Task requirements: Return every line from the records below that has the word "ready".

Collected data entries
====================

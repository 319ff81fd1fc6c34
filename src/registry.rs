use crate::{
    Attributes, Container, Provided, Service, ServiceInfo, Svc, Target, Value,
};
use std::{any::Any, collections::HashMap};
use tracing::debug;

/// A type that knows how to declare itself as a [`Target`]. Injectable types
/// can be registered without a separate target declaration.
pub trait Injectable: Service {
    /// Declares how this type is constructed.
    fn target() -> Target;
}

/// Collects registrations and creates [`Container`]s from them. A registry is
/// usually filled in once at startup, then used to create a container per
/// request, each with its own request context.
///
/// Registering a second value or target for the same key replaces the first,
/// and the old registration is returned.
#[derive(Clone, Debug, Default)]
pub struct Registry {
    registrations: HashMap<ServiceInfo, Provided>,
}

impl Registry {
    /// Creates an empty registry.
    #[must_use]
    pub fn new() -> Self {
        Registry::default()
    }

    /// Registers a ready-made instance, keyed by its own type. Every lookup
    /// returns the same instance.
    pub fn register_singleton<T: Service>(&mut self, value: T) -> Option<Provided> {
        self.register_value(ServiceInfo::of::<T>(), Value::new(value))
    }

    /// Registers a ready-made instance whose attributes can be plucked.
    pub fn register_attributed<T: Attributes>(
        &mut self,
        value: T,
    ) -> Option<Provided> {
        self.register_value(ServiceInfo::of::<T>(), Value::with_attributes(value))
    }

    /// Registers a value under an arbitrary key.
    pub fn register_value(
        &mut self,
        key: ServiceInfo,
        value: Value,
    ) -> Option<Provided> {
        debug!(key = key.name(), service = value.info().name(), "registered value");
        self.registrations.insert(key, Provided::Instance(value))
    }

    /// Registers a target under an arbitrary key. The target is resolved and
    /// constructed each time the key is looked up.
    pub fn register_injectable(
        &mut self,
        key: ServiceInfo,
        target: Target,
    ) -> Option<Provided> {
        debug!(
            key = key.name(),
            target_name = target.name(),
            "registered injectable"
        );
        self.registrations.insert(key, Provided::Injectable(target))
    }

    /// Registers an injectable type under its own type.
    pub fn register<T: Injectable>(&mut self) -> Option<Provided> {
        self.register_injectable(ServiceInfo::of::<T>(), T::target())
    }

    /// Registers an injectable type under another type, usually a trait
    /// object the type implements.
    ///
    /// ```
    /// use field_injector::{
    ///     Injectable, Registry, Scope, ServiceInfo, Target,
    /// };
    ///
    /// trait Greeter: Send + Sync {}
    ///
    /// struct English;
    /// impl Greeter for English {}
    ///
    /// impl Injectable for English {
    ///     fn target() -> Target {
    ///         Target::record::<English>().construct(|_| Ok(English))
    ///     }
    /// }
    ///
    /// let mut registry = Registry::new();
    /// registry.register_for::<dyn Greeter, English>();
    ///
    /// let container = registry.create_container(None);
    /// let greeter = container.get_value(ServiceInfo::of::<dyn Greeter>()).unwrap();
    /// assert!(greeter.is::<English>());
    /// ```
    pub fn register_for<I, T>(&mut self) -> Option<Provided>
    where
        I: ?Sized + Any,
        T: Injectable,
    {
        self.register_injectable(ServiceInfo::of::<I>(), T::target())
    }

    /// Whether anything is registered for a key.
    #[must_use]
    pub fn contains(&self, key: &ServiceInfo) -> bool {
        self.registrations.contains_key(key)
    }

    /// Removes and returns the registration for a key.
    pub fn remove(&mut self, key: &ServiceInfo) -> Option<Provided> {
        self.registrations.remove(key)
    }

    /// Creates a container holding a snapshot of the current registrations
    /// and an optional request context.
    #[must_use]
    pub fn create_container(&self, context: Option<Value>) -> Container {
        Container::new(Svc::new(self.registrations.clone()), context)
    }
}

====================

Task answer:
    /// Registers a ready-made instance, keyed by its own type. Every lookup
    /// Registers a ready-made instance whose attributes can be plucked.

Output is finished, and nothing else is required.